Even with a slight rise in the first and second mortgage default rates, levels are still hovering around the same low level, the latest report by S&P Dow Jones Indices and Experian for the S&P/Experian Consumer Credit Default Indices posted.
“Despite small monthly movements in consumer credit defaults, the overall default rates are stable and close to the lowest levels since shortly before the financial crisis,” said David Blitzer, managing director and chairman of the Index Committee at S&P Dow Jones Indices.
Compared to a year earlier, Blitzer noted that mortgage loan defaults are 16 basis points lower.
“Related data published by the Federal Reserve show that the growth in consumer and household debt is currently about 4.4% per year, increasing about two percentage points faster than nominal GDP growth,” he said.
According to the report, mortgage debt peaked in the first quarter of 2008 and reached its most recent low point in the first quarter of 2015. It is now up 2.1% from the low.

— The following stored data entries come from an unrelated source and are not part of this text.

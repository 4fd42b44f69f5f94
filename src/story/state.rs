use std::time::Instant;

use anyhow::Context;
use glam::Vec3;

use crate::{
    animation::Tweens,
    asset_pipeline::{
        images::load_texture_or,
        materials::{MaterialOverride, PbrMaterialData, TextureData},
        primitives::uv_sphere,
        starfield::starfield,
    },
    assets::{AssetLoader, LoadedModel, ModelRequest},
    camera::Camera,
    config::StoryConfig,
    material_manager::MaterialManager,
    model::Model,
    scene_graph::{object3d::Object3D, scene::Scene},
    story::{
        actor::{Actor, Cast, Pose},
        choreography::Choreographer,
        scroll::{PageLayout, ScrollTriggers, TriggerStart},
    },
};

const EARTH_RADIUS: f32 = 10.0;
const PLATES_RADIUS: f32 = 5.0;
const SPHERE_SEGMENTS: u32 = 64;

const LANDMARK_COLOR: u32 = 0xaba196;

fn opening_pose(actor: Actor) -> Pose {
    match actor {
        Actor::Earth => Pose::at(Vec3::new(20.0, 0.0, 0.0)),
        Actor::Landmark => Pose::IDENTITY.with_scale(0.1),
        Actor::Plates | Actor::Country => Pose::IDENTITY,
    }
}

pub struct StoryState {
    pub config: StoryConfig,
    pub camera: Camera,
    pub start_time: Instant,
    pub scene: Scene,
    pub materials: MaterialManager,
    pub cast: Cast,
    pub tweens: Tweens<Cast>,
    pub choreographer: Choreographer,
    pub triggers: ScrollTriggers,
    pub layout: PageLayout,
    pub scroll: f32,
    pub show_debug: bool,
    /// Taken by the renderer when it creates the background pass.
    pub backdrop: Option<TextureData>,
    loader: AssetLoader,
}

impl StoryState {
    pub fn new(config: StoryConfig, viewport_height: f32) -> anyhow::Result<Self> {
        let camera = Camera::from_config(&config.camera);

        let choreographer = Choreographer::new(
            config.opening,
            config.transitions.clone(),
            config.transition_duration,
        )
        .context("Invalid transition chain")?;

        let start: TriggerStart = config
            .trigger_start
            .parse()
            .context("Invalid trigger start")?;
        let triggers = ScrollTriggers::new(
            &config.sections,
            choreographer
                .transitions()
                .iter()
                .map(|transition| transition.section.as_str()),
            start,
        )?;

        let layout = PageLayout::new(&config.sections, viewport_height);

        let opening = config.opening;
        let mut cast = Cast::new(|actor| (opening_pose(actor), actor == opening));

        let mut scene = Scene::new();
        for actor in Actor::ALL {
            let root = scene.add_object(Object3D::named(actor.name()));
            cast.attach(actor, root);
        }

        let mut materials = MaterialManager::new();
        spawn_spheres(&config, &cast, &mut scene, &mut materials);

        let backdrop = load_texture_or(&config.asset("space.jpg"), || {
            starfield(2048, 1024, 4000, &mut rand::thread_rng())
        });

        let mut loader = AssetLoader::new();
        loader.request(ModelRequest {
            actor: Actor::Country,
            path: config.asset("colombia.glb"),
            material_override: None,
        });
        loader.request(ModelRequest {
            actor: Actor::Landmark,
            path: config.asset("Monserrate.glb"),
            material_override: Some(MaterialOverride::from_hex(LANDMARK_COLOR, 0.5, 0.2)),
        });

        cast.sync_to_scene(&mut scene);

        Ok(Self {
            config,
            camera,
            start_time: Instant::now(),
            scene,
            materials,
            cast,
            tweens: Tweens::new(),
            choreographer,
            triggers,
            layout,
            scroll: 0.0,
            show_debug: false,
            backdrop: Some(backdrop),
            loader,
        })
    }

    pub fn scroll_by(&mut self, delta: f32) {
        self.scroll_to(self.scroll + delta);
    }

    pub fn scroll_to(&mut self, offset: f32) {
        self.scroll = offset.clamp(0.0, self.layout.max_scroll());
    }

    pub fn scroll_lines(&mut self, lines: f32) {
        self.scroll_by(lines * self.config.scroll_step);
    }

    pub fn scroll_pages(&mut self, pages: f32) {
        self.scroll_by(pages * self.layout.viewport_height());
    }

    pub fn scroll_to_end(&mut self) {
        self.scroll_to(self.layout.max_scroll());
    }

    /// Relays out the page, keeping the same relative scroll position.
    pub fn resize_viewport(&mut self, viewport_height: f32) {
        let progress = self.scroll_progress();

        self.layout = PageLayout::new(&self.config.sections, viewport_height);
        self.scroll_to(progress * self.layout.max_scroll());
    }

    /// How far down the page the reader is, from 0 to 1.
    pub fn scroll_progress(&self) -> f32 {
        match self.layout.max_scroll() {
            max if max > 0.0 => self.scroll / max,
            _ => 0.0,
        }
    }

    pub fn pending_models(&self) -> usize {
        self.loader.pending()
    }

    pub fn update(&mut self, dt: f32) {
        for loaded in self.loader.poll() {
            let actor = loaded.request.actor;
            if let Err(e) = self.spawn_loaded_model(loaded) {
                log::error!("{} will not be shown: {:#}", actor.name(), e);
            }
        }

        for event in self.triggers.update(&self.layout, self.scroll) {
            self.choreographer
                .handle(event, &mut self.cast, &mut self.tweens);
        }

        self.tweens.update(dt, &mut self.cast);

        self.cast.get_mut(Actor::Earth).pose.rotation.y += self.config.earth_spin * dt;

        self.cast.sync_to_scene(&mut self.scene);
    }

    fn spawn_loaded_model(&mut self, loaded: LoadedModel) -> anyhow::Result<()> {
        let LoadedModel {
            request,
            document,
            buffers,
            images,
        } = loaded;
        let file_name = request.file_name();

        self.materials.load_all_materials_from_gltf(
            &file_name,
            &document,
            &images,
            request.material_override,
        );

        let gltf_scene = document
            .default_scene()
            .or_else(|| document.scenes().next())
            .with_context(|| format!("No scenes in {}", file_name))?;

        let root = self
            .cast
            .get(request.actor)
            .object
            .with_context(|| format!("{} has no scene object", request.actor.name()))?;

        let spawned = self.scene.spawn_gltf_scene(
            &self.materials,
            &file_name,
            &buffers,
            &gltf_scene,
            Some(root),
        )?;

        log::info!(
            "Spawned {} ({} root nodes) as {}",
            file_name,
            spawned.len(),
            request.actor.name()
        );

        Ok(())
    }
}

fn spawn_spheres(
    config: &StoryConfig,
    cast: &Cast,
    scene: &mut Scene,
    materials: &mut MaterialManager,
) {
    let earth_material = materials.add_material(
        PbrMaterialData::new("Earth")
            .with_base_color(load_texture_or(&config.asset("earth.jpg"), || {
                TextureData::solid([40, 90, 160, 255])
            }))
            .with_normal(load_texture_or(&config.asset("earthnormal.jpg"), || {
                TextureData::solid([128, 128, 255, 255])
            })),
    );

    let plates_material = materials.add_material(
        PbrMaterialData::new("Plates").with_base_color(load_texture_or(
            &config.asset("tectonic.jpg"),
            || TextureData::solid([150, 110, 70, 255]),
        )),
    );

    let spheres = [
        (Actor::Earth, EARTH_RADIUS, earth_material),
        (Actor::Plates, PLATES_RADIUS, plates_material),
    ];

    for (actor, radius, material) in spheres {
        let sphere = uv_sphere(radius, SPHERE_SEGMENTS, SPHERE_SEGMENTS, Some(material));
        let name = format!("{} sphere", actor.name());
        let parent = cast.get(actor).object;
        scene.spawn_model(name.clone(), Model::from_primitive(name, sphere), parent);
    }
}

#[cfg(test)]
mod tests {
    use std::path::PathBuf;

    use super::*;

    const FRAME: f32 = 1.0 / 60.0;

    fn state() -> StoryState {
        let config = StoryConfig {
            asset_dir: PathBuf::from("does-not-exist"),
            ..StoryConfig::default()
        };
        StoryState::new(config, 800.0).unwrap()
    }

    fn run_frames(state: &mut StoryState, frames: usize) {
        for _ in 0..frames {
            state.update(FRAME);
        }
    }

    fn visible_roots(state: &StoryState) -> Vec<Actor> {
        Actor::ALL
            .into_iter()
            .filter(|actor| {
                let root = state.cast.get(*actor).object.unwrap();
                state.scene.is_visible_in_hierarchy(root)
            })
            .collect()
    }

    #[test]
    fn starts_on_the_spinning_earth() {
        let mut state = state();
        assert_eq!(visible_roots(&state), [Actor::Earth]);
        assert!(state.backdrop.is_some());

        run_frames(&mut state, 60);

        let earth = state.cast.pose(Actor::Earth);
        assert!((earth.rotation.y - 0.3).abs() < 1e-3);
        assert_eq!(earth.position, Vec3::new(20.0, 0.0, 0.0));
    }

    #[test]
    fn scrolling_through_the_page_hands_off_between_actors() {
        let mut state = state();
        let expected = [Actor::Country, Actor::Plates, Actor::Landmark, Actor::Earth];

        for (index, actor) in expected.into_iter().enumerate() {
            let trigger = state.triggers.iter().nth(index).unwrap();
            let offset = trigger.offset(&state.layout);
            state.scroll_to(offset + 1.0);

            run_frames(&mut state, 180);

            assert_eq!(state.triggers.active_count(), index + 1);
            assert_eq!(visible_roots(&state), [actor]);
        }

        state.scroll_to(0.0);
        run_frames(&mut state, 600);

        assert_eq!(visible_roots(&state), [Actor::Earth]);
        let earth = state.cast.pose(Actor::Earth).position;
        assert!((earth - Vec3::new(20.0, 0.0, 0.0)).length() < 1e-3);
    }

    #[test]
    fn flinging_to_the_end_and_back_settles_cleanly() {
        let mut state = state();

        state.scroll_to_end();
        state.update(FRAME);
        state.scroll_to(0.0);
        state.update(FRAME);
        state.scroll_to_end();
        run_frames(&mut state, 300);

        assert_eq!(visible_roots(&state), [Actor::Earth]);
        assert!(state.tweens.is_empty());
    }

    #[test]
    fn scroll_is_clamped_to_the_page() {
        let mut state = state();

        state.scroll_by(-100.0);
        assert_eq!(state.scroll, 0.0);
        assert_eq!(state.scroll_progress(), 0.0);

        state.scroll_pages(100.0);
        assert_eq!(state.scroll, state.layout.max_scroll());
        assert_eq!(state.scroll_progress(), 1.0);

        state.resize_viewport(400.0);
        assert_eq!(state.scroll, state.layout.max_scroll());
    }

    #[test]
    fn unknown_trigger_section_fails_startup() {
        let mut config = StoryConfig::default();
        config.sections.retain(|section| section.class != "placas");

        assert!(StoryState::new(config, 800.0).is_err());
    }
}
use std::f32::consts::{PI, TAU};

use glam::{Vec2, Vec3};

use crate::{material_manager::MaterialId, model::ModelPrimitive, model::Vertex};

/// UV sphere centred on the origin. `u` wraps around the Y axis, `v` runs from the north pole
/// (v = 0, top row of an equirectangular image) to the south pole.
pub fn uv_sphere(
    radius: f32,
    width_segments: u32,
    height_segments: u32,
    material: Option<MaterialId>,
) -> ModelPrimitive {
    let width_segments = width_segments.max(3);
    let height_segments = height_segments.max(2);

    let mut vertices = Vec::with_capacity(((width_segments + 1) * (height_segments + 1)) as usize);

    for row in 0..=height_segments {
        let v = row as f32 / height_segments as f32;
        let polar = v * PI;

        for column in 0..=width_segments {
            let u = column as f32 / width_segments as f32;
            let azimuth = u * TAU;

            let normal = Vec3::new(
                -azimuth.cos() * polar.sin(),
                polar.cos(),
                azimuth.sin() * polar.sin(),
            );

            vertices.push(Vertex {
                position: normal * radius,
                normal,
                tex_coords: Vec2::new(u, v),
                // d(position)/du, well defined at the poles too
                tangent: Vec3::new(azimuth.sin(), 0.0, azimuth.cos()),
            });
        }
    }

    let stride = width_segments + 1;
    let mut indices = Vec::new();

    for row in 0..height_segments {
        for column in 0..width_segments {
            let a = row * stride + column + 1;
            let b = row * stride + column;
            let c = (row + 1) * stride + column;
            let d = (row + 1) * stride + column + 1;

            // The pole rows collapse to a single triangle per quad
            if row != 0 {
                indices.extend_from_slice(&[a, b, d]);
            }
            if row != height_segments - 1 {
                indices.extend_from_slice(&[b, c, d]);
            }
        }
    }

    ModelPrimitive {
        index: 0,
        vertices,
        indices,
        material,
    }
}

#[cfg(test)]
mod tests {
    use super::*;

    #[test]
    fn vertices_lie_on_the_sphere() {
        let sphere = uv_sphere(10.0, 64, 64, None);

        assert_eq!(sphere.vertices.len(), 65 * 65);
        for vertex in &sphere.vertices {
            assert!((vertex.position.length() - 10.0).abs() < 1e-3);
            assert!(vertex.tangent.dot(vertex.normal).abs() < 1e-4);
        }
    }

    #[test]
    fn triangles_wind_outward() {
        let sphere = uv_sphere(5.0, 16, 8, None);

        for face in 0..sphere.indices.len() / 3 {
            let a = sphere.vertex_by_triangle_index(face, 0).position;
            let b = sphere.vertex_by_triangle_index(face, 1).position;
            let c = sphere.vertex_by_triangle_index(face, 2).position;

            let face_normal = (b - a).cross(c - a);
            let centroid = (a + b + c) / 3.0;
            assert!(face_normal.dot(centroid) > 0.0, "face {face} winds inward");
        }
    }

    #[test]
    fn poles_get_one_triangle_per_column() {
        let sphere = uv_sphere(1.0, 8, 4, None);
        // 2 pole rows of 8 triangles and 2 middle rows of 16
        assert_eq!(sphere.indices.len() / 3, 8 * 2 + 16 * 2);
    }
}
use winit::dpi::PhysicalSize;

use crate::camera::{Camera, CameraUniform};

/// Camera uniform and the buffer it lives in.
pub struct RenderCamera {
    uniform: CameraUniform,
    pub uniform_buffer: wgpu::Buffer,
    resolution: PhysicalSize<u32>,
}

impl RenderCamera {
    pub fn new(device: &wgpu::Device, camera: &Camera, resolution: PhysicalSize<u32>) -> Self {
        let mut uniform = CameraUniform::default();
        uniform.update(resolution, camera);
        let uniform_buffer = uniform.create_buffer(device);

        Self {
            uniform,
            uniform_buffer,
            resolution,
        }
    }

    pub fn update_resolution(&mut self, resolution: PhysicalSize<u32>) {
        self.resolution = resolution;
    }

    pub fn update_camera(&mut self, camera: &Camera) {
        self.uniform.update(self.resolution, camera);
    }

    pub fn update_uniform_buffer(&self, queue: &wgpu::Queue) {
        self.uniform.update_buffer(queue, &self.uniform_buffer);
    }
}
#[derive(Debug, Clone)]
pub struct RenderConfig {
    pub clear_color: wgpu::Color,
    /// Used when the surface supports it, otherwise the surface's first mode.
    pub present_mode: wgpu::PresentMode,
}

impl Default for RenderConfig {
    fn default() -> Self {
        Self {
            clear_color: wgpu::Color::BLACK,
            present_mode: wgpu::PresentMode::AutoVsync,
        }
    }
}
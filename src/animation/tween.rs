use glam::Vec3;

use crate::animation::easing::Ease;

/// Which transform property of a target a tween drives.
#[derive(Debug, Clone, Copy, PartialEq, Eq, Hash)]
pub enum Channel {
    Position,
    Rotation,
    Scale,
}

/// Anything with vector channels that tweens can read and write.
pub trait Animated {
    type Target: Copy + Eq + std::fmt::Debug;

    fn channel(&self, target: Self::Target, channel: Channel) -> Vec3;
    fn set_channel(&mut self, target: Self::Target, channel: Channel, value: Vec3);
}

/// Per-axis tween destination. Axes left as `None` are not animated.
#[derive(Debug, Clone, Copy, PartialEq, Default)]
pub struct Vec3Target {
    pub x: Option<f32>,
    pub y: Option<f32>,
    pub z: Option<f32>,
}

impl Vec3Target {
    pub const fn x(x: f32) -> Self {
        Self {
            x: Some(x),
            y: None,
            z: None,
        }
    }

    pub const fn y(y: f32) -> Self {
        Self {
            x: None,
            y: Some(y),
            z: None,
        }
    }

    pub const fn xz(x: f32, z: f32) -> Self {
        Self {
            x: Some(x),
            y: None,
            z: Some(z),
        }
    }

    pub const fn xyz(x: f32, y: f32, z: f32) -> Self {
        Self {
            x: Some(x),
            y: Some(y),
            z: Some(z),
        }
    }

    pub const fn splat(value: f32) -> Self {
        Self::xyz(value, value, value)
    }

    pub fn is_empty(&self) -> bool {
        self.x.is_none() && self.y.is_none() && self.z.is_none()
    }

    /// Takes the targeted axes from `self` and the rest from `current`.
    pub fn resolve(&self, current: Vec3) -> Vec3 {
        Vec3::new(
            self.x.unwrap_or(current.x),
            self.y.unwrap_or(current.y),
            self.z.unwrap_or(current.z),
        )
    }

    /// Takes the targeted axes from `animated` and the rest from `current`.
    fn merge(&self, current: Vec3, animated: Vec3) -> Vec3 {
        Vec3::new(
            if self.x.is_some() { animated.x } else { current.x },
            if self.y.is_some() { animated.y } else { current.y },
            if self.z.is_some() { animated.z } else { current.z },
        )
    }
}

pub type OnComplete<C> = Box<dyn FnOnce(&mut C, &mut Tweens<C>)>;

pub struct Tween<C: Animated> {
    target: C::Target,
    channel: Channel,
    to: Vec3Target,
    // Captured from the live value on the first tick
    from: Option<Vec3>,
    duration: f32,
    elapsed: f32,
    ease: Ease,
    group: Option<usize>,
    on_complete: Option<OnComplete<C>>,
}

impl<C: Animated> Tween<C> {
    pub const DEFAULT_DURATION: f32 = 0.5;

    fn new(target: C::Target, channel: Channel, to: Vec3Target) -> Self {
        Self {
            target,
            channel,
            to,
            from: None,
            duration: Self::DEFAULT_DURATION,
            elapsed: 0.0,
            ease: Ease::default(),
            group: None,
            on_complete: None,
        }
    }

    pub fn duration(&mut self, seconds: f32) -> &mut Self {
        self.duration = seconds.max(0.0);
        self
    }

    pub fn ease(&mut self, ease: Ease) -> &mut Self {
        self.ease = ease;
        self
    }

    pub fn group(&mut self, group: usize) -> &mut Self {
        self.group = Some(group);
        self
    }

    pub fn on_complete(
        &mut self,
        callback: impl FnOnce(&mut C, &mut Tweens<C>) + 'static,
    ) -> &mut Self {
        self.on_complete = Some(Box::new(callback));
        self
    }

    pub fn target(&self) -> C::Target {
        self.target
    }

    pub fn group_id(&self) -> Option<usize> {
        self.group
    }

    pub fn is_finished(&self) -> bool {
        self.elapsed >= self.duration
    }

    fn start_value(&mut self, context: &C) -> Vec3 {
        *self
            .from
            .get_or_insert_with(|| context.channel(self.target, self.channel))
    }

    fn advance(&mut self, dt: f32, context: &mut C) {
        let from = self.start_value(context);
        self.elapsed += dt;

        if self.is_finished() {
            self.write_end(from, context);
            return;
        }

        let progress = self.ease.apply(self.elapsed / self.duration);
        let value = from.lerp(self.to.resolve(from), progress);
        let current = context.channel(self.target, self.channel);
        context.set_channel(self.target, self.channel, self.to.merge(current, value));
    }

    fn seek_end(&mut self, context: &mut C) {
        let from = self.start_value(context);
        self.elapsed = self.duration;
        self.write_end(from, context);
    }

    fn write_end(&self, from: Vec3, context: &mut C) {
        let end = self.to.resolve(from);
        let current = context.channel(self.target, self.channel);
        context.set_channel(self.target, self.channel, self.to.merge(current, end));
    }

    fn complete(self, context: &mut C, tweens: &mut Tweens<C>) {
        if let Some(callback) = self.on_complete {
            callback(context, tweens);
        }
    }
}

/// The set of running tweens. Tweens started from completion callbacks begin on the next tick.
pub struct Tweens<C: Animated> {
    active: Vec<Tween<C>>,
}

impl<C: Animated> Tweens<C> {
    // Completion callbacks may start more tweens; bounds the fast-forward loop
    const MAX_SETTLE_PASSES: usize = 64;

    pub fn new() -> Self {
        Self { active: Vec::new() }
    }

    pub fn to(&mut self, target: C::Target, channel: Channel, to: Vec3Target) -> &mut Tween<C> {
        let index = self.active.len();
        self.active.push(Tween::new(target, channel, to));
        &mut self.active[index]
    }

    pub fn len(&self) -> usize {
        self.active.len()
    }

    pub fn is_empty(&self) -> bool {
        self.active.is_empty()
    }

    pub fn iter(&self) -> impl Iterator<Item = &Tween<C>> {
        self.active.iter()
    }

    pub fn update(&mut self, dt: f32, context: &mut C) {
        for tween in &mut self.active {
            tween.advance(dt, context);
        }

        let (finished, running): (Vec<_>, Vec<_>) = std::mem::take(&mut self.active)
            .into_iter()
            .partition(|tween| tween.is_finished());
        self.active = running;

        for tween in finished {
            tween.complete(context, self);
        }
    }

    /// Drops matching tweens where they stand. Their callbacks never run.
    pub fn kill_where(&mut self, predicate: impl Fn(&Tween<C>) -> bool) -> usize {
        let before = self.active.len();
        self.active.retain(|tween| !predicate(tween));
        before - self.active.len()
    }

    /// Jumps matching tweens to their end values and runs their callbacks, repeating for
    /// matching tweens the callbacks start.
    pub fn finish_where(&mut self, context: &mut C, predicate: impl Fn(&Tween<C>) -> bool) {
        for _ in 0..Self::MAX_SETTLE_PASSES {
            let (matching, rest): (Vec<_>, Vec<_>) = std::mem::take(&mut self.active)
                .into_iter()
                .partition(|tween| predicate(tween));
            self.active = rest;

            if matching.is_empty() {
                return;
            }

            for mut tween in matching {
                tween.seek_end(context);
                tween.complete(context, self);
            }
        }

        log::warn!(
            "Tweens still pending after {} settle passes",
            Self::MAX_SETTLE_PASSES
        );
    }
}

impl<C: Animated> Default for Tweens<C> {
    fn default() -> Self {
        Self::new()
    }
}

#[cfg(test)]
mod tests {
    use std::collections::HashMap;

    use super::*;

    #[derive(Default)]
    struct Rig {
        values: HashMap<(u8, Channel), Vec3>,
        events: Vec<&'static str>,
    }

    impl Animated for Rig {
        type Target = u8;

        fn channel(&self, target: u8, channel: Channel) -> Vec3 {
            self.values
                .get(&(target, channel))
                .copied()
                .unwrap_or(Vec3::ZERO)
        }

        fn set_channel(&mut self, target: u8, channel: Channel, value: Vec3) {
            self.values.insert((target, channel), value);
        }
    }

    fn approx(a: Vec3, b: Vec3) -> bool {
        (a - b).abs().max_element() < 1e-4
    }

    #[test]
    fn untargeted_axes_are_left_alone() {
        let mut rig = Rig::default();
        rig.set_channel(0, Channel::Position, Vec3::new(1.0, 2.0, 3.0));

        let mut tweens = Tweens::new();
        tweens
            .to(0, Channel::Position, Vec3Target::x(25.0))
            .duration(1.0)
            .ease(Ease::Linear);

        tweens.update(0.5, &mut rig);
        assert!(approx(
            rig.channel(0, Channel::Position),
            Vec3::new(13.0, 2.0, 3.0)
        ));

        // Something else moves y mid-flight; the tween must not stomp on it
        rig.set_channel(0, Channel::Position, Vec3::new(13.0, 9.0, 3.0));
        tweens.update(0.5, &mut rig);
        assert_eq!(rig.channel(0, Channel::Position), Vec3::new(25.0, 9.0, 3.0));
        assert!(tweens.is_empty());
    }

    #[test]
    fn start_value_is_captured_on_first_tick() {
        let mut rig = Rig::default();
        let mut tweens = Tweens::new();
        tweens
            .to(0, Channel::Scale, Vec3Target::splat(3.0))
            .duration(1.0)
            .ease(Ease::Linear);

        rig.set_channel(0, Channel::Scale, Vec3::ONE);
        tweens.update(0.5, &mut rig);

        assert!(approx(rig.channel(0, Channel::Scale), Vec3::splat(2.0)));
    }

    #[test]
    fn callbacks_run_once_and_can_chain() {
        let mut rig = Rig::default();
        let mut tweens = Tweens::new();
        tweens
            .to(0, Channel::Position, Vec3Target::x(1.0))
            .duration(1.0)
            .on_complete(|rig: &mut Rig, tweens| {
                rig.events.push("first");
                tweens
                    .to(1, Channel::Rotation, Vec3Target::y(3.7))
                    .duration(1.0)
                    .on_complete(|rig: &mut Rig, _| rig.events.push("second"));
            });

        tweens.update(1.0, &mut rig);
        assert_eq!(rig.events, ["first"]);
        assert_eq!(tweens.len(), 1);

        tweens.update(0.5, &mut rig);
        assert_eq!(rig.events, ["first"]);

        tweens.update(0.5, &mut rig);
        assert_eq!(rig.events, ["first", "second"]);
        assert_eq!(rig.channel(1, Channel::Rotation), Vec3::new(0.0, 3.7, 0.0));

        tweens.update(1.0, &mut rig);
        assert_eq!(rig.events.len(), 2);
    }

    #[test]
    fn zero_duration_completes_on_next_tick() {
        let mut rig = Rig::default();
        let mut tweens = Tweens::new();
        tweens
            .to(2, Channel::Position, Vec3Target::xz(30.0, 30.0))
            .duration(0.0)
            .on_complete(|rig: &mut Rig, _| rig.events.push("done"));

        tweens.update(0.0, &mut rig);
        assert_eq!(rig.events, ["done"]);
        assert_eq!(rig.channel(2, Channel::Position), Vec3::new(30.0, 0.0, 30.0));
    }

    #[test]
    fn kill_drops_callbacks() {
        let mut rig = Rig::default();
        let mut tweens = Tweens::new();
        tweens
            .to(0, Channel::Position, Vec3Target::x(10.0))
            .duration(1.0)
            .group(1)
            .on_complete(|rig: &mut Rig, _| rig.events.push("killed"));
        tweens
            .to(0, Channel::Scale, Vec3Target::splat(2.0))
            .duration(1.0)
            .group(2);

        tweens.update(0.5, &mut rig);
        assert_eq!(tweens.kill_where(|tween| tween.group_id() == Some(1)), 1);

        tweens.update(1.0, &mut rig);
        assert!(rig.events.is_empty());
        assert!(rig.channel(0, Channel::Position).x < 10.0);
        assert_eq!(rig.channel(0, Channel::Scale), Vec3::splat(2.0));
    }

    #[test]
    fn finish_fast_forwards_through_chained_tweens() {
        let mut rig = Rig::default();
        let mut tweens = Tweens::new();
        tweens
            .to(0, Channel::Position, Vec3Target::x(30.0))
            .duration(1.0)
            .group(0)
            .on_complete(|rig: &mut Rig, tweens| {
                rig.events.push("exit");
                tweens
                    .to(1, Channel::Position, Vec3Target::x(25.0))
                    .duration(1.0)
                    .group(0)
                    .on_complete(|rig: &mut Rig, _| rig.events.push("featured"));
            });
        tweens
            .to(3, Channel::Position, Vec3Target::x(-1.0))
            .duration(1.0)
            .group(5);

        tweens.finish_where(&mut rig, |tween| tween.group_id() == Some(0));

        assert_eq!(rig.events, ["exit", "featured"]);
        assert_eq!(rig.channel(1, Channel::Position).x, 25.0);
        assert_eq!(tweens.len(), 1);
        assert_eq!(tweens.iter().next().map(|tween| tween.target()), Some(3));
    }
}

“Barring a repeat of the recent and severe recession, both consumer credit and mortgage debt outstanding are expected to continue growing at, or faster than, the pace of nominal GDP growth,” said Blitzer.
The chart below shows the August 2016 results for the S&P/Experian Credit Default Indices.
Click to enlarge
(Source: S&P/Experian Consumer Credit Default Indices)
In the last default report, Blitzer noted that with this being an election year, the economy faces more than the usual uncertainties. He added, “With the electoral outcome unknown and large differences between the candidates’ policy proposals, one should expect these uncertainties to cause some delays in business investments or consumer spending on big ticket items.”